(Exercise data Opens)

//! # Texture Palette
//!
//! Collects every block texture into one layered texture and hands out layer indices.
//!
//! Usage follows a strict order:
//! 1. `register_texture` for every texture, which only queues the file
//! 2. `build`, which decodes and resizes all queued files on a worker pool, waits for
//!    all of them, then uploads the layered texture from the calling thread
//! 3. `get_layer` by name; layer numbers depend on load completion order and must never
//!    be hardcoded
//!
//! Layer 0 is reserved for a generated magenta and black checkerboard. Any texture that
//! fails to load is logged and resolved to that layer, so a broken file shows up as an
//! obvious placeholder instead of aborting startup.

use std::collections::HashMap;
use std::path::PathBuf;

use image::{Rgba, RgbaImage};
use log::{error, info, warn};
use web_time::Instant;

use super::backend::{mip_level_count, RenderBackend, TextureArrayData};
use super::tasks::texture_load_task::{build_mip_chain, TextureLoadTask};
use crate::core::EngineError;
use crate::engine_state::task_management::TaskManager;

/// Most layers a vertex can address.
pub const MAX_TEXTURE_LAYERS: usize = 256;
/// Layer holding the placeholder texture.
pub const MISSING_TEXTURE_LAYER: u8 = 0;

const MISSING_CHECKER_CELLS: u32 = 8;
const MISSING_COLORS: [Rgba<u8>; 2] = [Rgba([255, 0, 255, 255]), Rgba([0, 0, 0, 255])];

/// Name to texture array layer mapping.
#[derive(Debug, Default)]
pub struct TexturePalette {
    queued: Vec<(String, PathBuf)>,
    layers: HashMap<String, u8>,
    layer_count: u32,
    built: bool,
}

impl TexturePalette {
    /// Creates an empty palette.
    pub fn new() -> Self {
        Self::default()
    }

    /// Queues `path` to be loaded under `name`. Registering a name twice keeps the last path.
    ///
    /// # Errors
    /// Returns `EngineError::PaletteAlreadyBuilt` once `build` has run.
    pub fn register_texture(
        &mut self,
        path: impl Into<PathBuf>,
        name: impl Into<String>,
    ) -> Result<(), EngineError> {
        let name = name.into();
        if self.built {
            return Err(EngineError::PaletteAlreadyBuilt(name));
        }
        let path = path.into();
        match self.queued.iter_mut().find(|(queued, _)| *queued == name) {
            Some(entry) => entry.1 = path,
            None => self.queued.push((name, path)),
        }
        Ok(())
    }

    /// Loads every queued texture and uploads the texture array through `backend`.
    ///
    /// # Arguments
    /// * `backend` - Receives the finished texture array
    /// * `texture_size` - Edge length every texture is resized to
    /// * `threads` - Number of loader threads
    ///
    /// # Errors
    /// Fails when more textures are queued than layers exist or the upload fails.
    /// Individual load failures are logged and mapped to the placeholder layer.
    pub fn build(
        &mut self,
        backend: &mut dyn RenderBackend,
        texture_size: u32,
        threads: usize,
    ) -> Result<(), EngineError> {
        if self.built {
            warn!("Texture palette already built, ignoring rebuild");
            return Ok(());
        }
        let count = self.queued.len() + 1;
        if count > MAX_TEXTURE_LAYERS {
            return Err(EngineError::TooManyTextures {
                count,
                max: MAX_TEXTURE_LAYERS,
            });
        }

        let start = Instant::now();
        let tasks = self
            .queued
            .drain(..)
            .map(|(name, path)| TextureLoadTask::new(name, path, texture_size))
            .collect();
        let loaded = TaskManager::new(threads).run_to_completion(tasks);

        let mut data = build_mip_chain(&missing_texture(texture_size));
        let mut next_layer = u32::from(MISSING_TEXTURE_LAYER) + 1;
        for texture in loaded {
            match texture.mips {
                Ok(mips) => {
                    data.extend_from_slice(&mips);
                    self.layers.insert(texture.name, next_layer as u8);
                    next_layer += 1;
                }
                Err(err) => {
                    error!("{err}; '{}' uses the placeholder texture", texture.name);
                    self.layers.insert(texture.name, MISSING_TEXTURE_LAYER);
                }
            }
        }
        self.layer_count = next_layer;

        backend.upload_texture_array(&TextureArrayData {
            size: texture_size,
            mip_level_count: mip_level_count(texture_size),
            layer_count: self.layer_count,
            data,
        })?;
        self.built = true;

        info!(
            "Texture palette built: {} names on {} layers of {texture_size}px in {:?}",
            self.layers.len(),
            self.layer_count,
            start.elapsed()
        );
        Ok(())
    }

    /// Layer of the texture registered as `name`.
    ///
    /// # Errors
    /// `PaletteNotBuilt` before `build`, `UnknownTexture` for names never registered.
    pub fn get_layer(&self, name: &str) -> Result<u8, EngineError> {
        if !self.built {
            return Err(EngineError::PaletteNotBuilt);
        }
        self.layers
            .get(name)
            .copied()
            .ok_or_else(|| EngineError::UnknownTexture(name.to_string()))
    }

    /// Number of layers in the uploaded texture, placeholder included.
    pub fn layer_count(&self) -> u32 {
        self.layer_count
    }

    /// Layer holding the placeholder texture.
    pub fn missing_layer(&self) -> u8 {
        MISSING_TEXTURE_LAYER
    }

    /// Whether `build` has completed.
    pub fn is_built(&self) -> bool {
        self.built
    }
}

fn missing_texture(size: u32) -> RgbaImage {
    let cell = (size / MISSING_CHECKER_CELLS).max(1);
    RgbaImage::from_fn(size, size, |x, y| {
        MISSING_COLORS[(((x / cell) + (y / cell)) % 2) as usize]
    })
}

#[cfg(test)]
mod tests {
    use super::*;
    use crate::engine_state::rendering::headless::HeadlessBackend;
    use std::collections::HashSet;
    use std::path::Path;

    fn temp_dir(tag: &str) -> PathBuf {
        let dir = std::env::temp_dir().join(format!("voxel-world-palette-{tag}-{}", std::process::id()));
        std::fs::create_dir_all(&dir).expect("create temp dir");
        dir
    }

    fn write_png(dir: &Path, name: &str, color: [u8; 4]) -> PathBuf {
        let path = dir.join(format!("{name}.png"));
        RgbaImage::from_pixel(4, 4, Rgba(color)).save(&path).expect("write png");
        path
    }

    #[test]
    fn lookups_fail_before_build() {
        let mut palette = TexturePalette::new();
        palette.register_texture("stone.png", "stone").expect("register");
        assert!(matches!(palette.get_layer("stone"), Err(EngineError::PaletteNotBuilt)));
    }

    #[test]
    fn layers_are_distinct_and_point_at_their_pixels() {
        let dir = temp_dir("distinct");
        let mut palette = TexturePalette::new();
        let colors: Vec<(String, [u8; 4])> = (0..6u8)
            .map(|i| (format!("tex{i}"), [i * 40, 255 - i * 40, i, 255]))
            .collect();
        for (name, color) in &colors {
            palette
                .register_texture(write_png(&dir, name, *color), name.clone())
                .expect("register");
        }

        let mut backend = HeadlessBackend::new();
        palette.build(&mut backend, 4, 3).expect("build");
        assert_eq!(palette.layer_count(), 7);

        let texture = backend.texture_array().expect("uploaded");
        let mut seen = HashSet::new();
        for (name, color) in &colors {
            let layer = palette.get_layer(name).expect("registered");
            assert_ne!(layer, palette.missing_layer());
            assert!(seen.insert(layer), "layer {layer} handed out twice");
            assert_eq!(&texture.layer_pixels(u32::from(layer))[..4], color);
        }

        let _ = std::fs::remove_dir_all(&dir);
    }

    #[test]
    fn broken_textures_use_the_placeholder_layer() {
        let dir = temp_dir("broken");
        let good = write_png(&dir, "good", [1, 1, 1, 255]);
        let corrupt = dir.join("corrupt.png");
        std::fs::write(&corrupt, b"not a png").expect("write corrupt file");

        let mut palette = TexturePalette::new();
        palette.register_texture(good, "good").expect("register");
        palette.register_texture(corrupt, "corrupt").expect("register");
        palette.register_texture(dir.join("absent.png"), "absent").expect("register");

        let mut backend = HeadlessBackend::new();
        palette.build(&mut backend, 8, 2).expect("build");

        assert_eq!(palette.get_layer("corrupt").ok(), Some(MISSING_TEXTURE_LAYER));
        assert_eq!(palette.get_layer("absent").ok(), Some(MISSING_TEXTURE_LAYER));
        assert_eq!(palette.get_layer("good").ok(), Some(1));
        assert_eq!(palette.layer_count(), 2);
        let placeholder = backend.texture_array().expect("uploaded").layer_pixels(0);
        assert_eq!(&placeholder[..4], &[255, 0, 255, 255]);

        let _ = std::fs::remove_dir_all(&dir);
    }

    #[test]
    fn unknown_names_and_late_registration_fail() {
        let mut palette = TexturePalette::new();
        let mut backend = HeadlessBackend::new();
        palette.build(&mut backend, 4, 1).expect("build");
        assert!(matches!(palette.get_layer("nope"), Err(EngineError::UnknownTexture(_))));
        assert!(matches!(
            palette.register_texture("late.png", "late"),
            Err(EngineError::PaletteAlreadyBuilt(_))
        ));
    }

    #[test]
    fn too_many_textures_is_rejected() {
        let mut palette = TexturePalette::new();
        for i in 0..MAX_TEXTURE_LAYERS {
            palette
                .register_texture(format!("{i}.png"), format!("t{i}"))
                .expect("register");
        }
        let mut backend = HeadlessBackend::new();
        assert!(matches!(
            palette.build(&mut backend, 4, 1),
            Err(EngineError::TooManyTextures { count: 257, max: 256 })
        ));
    }
}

(Exercise data Closes)

Reply with the number of lines above in which the word "impl" appears, and with nothing else.

3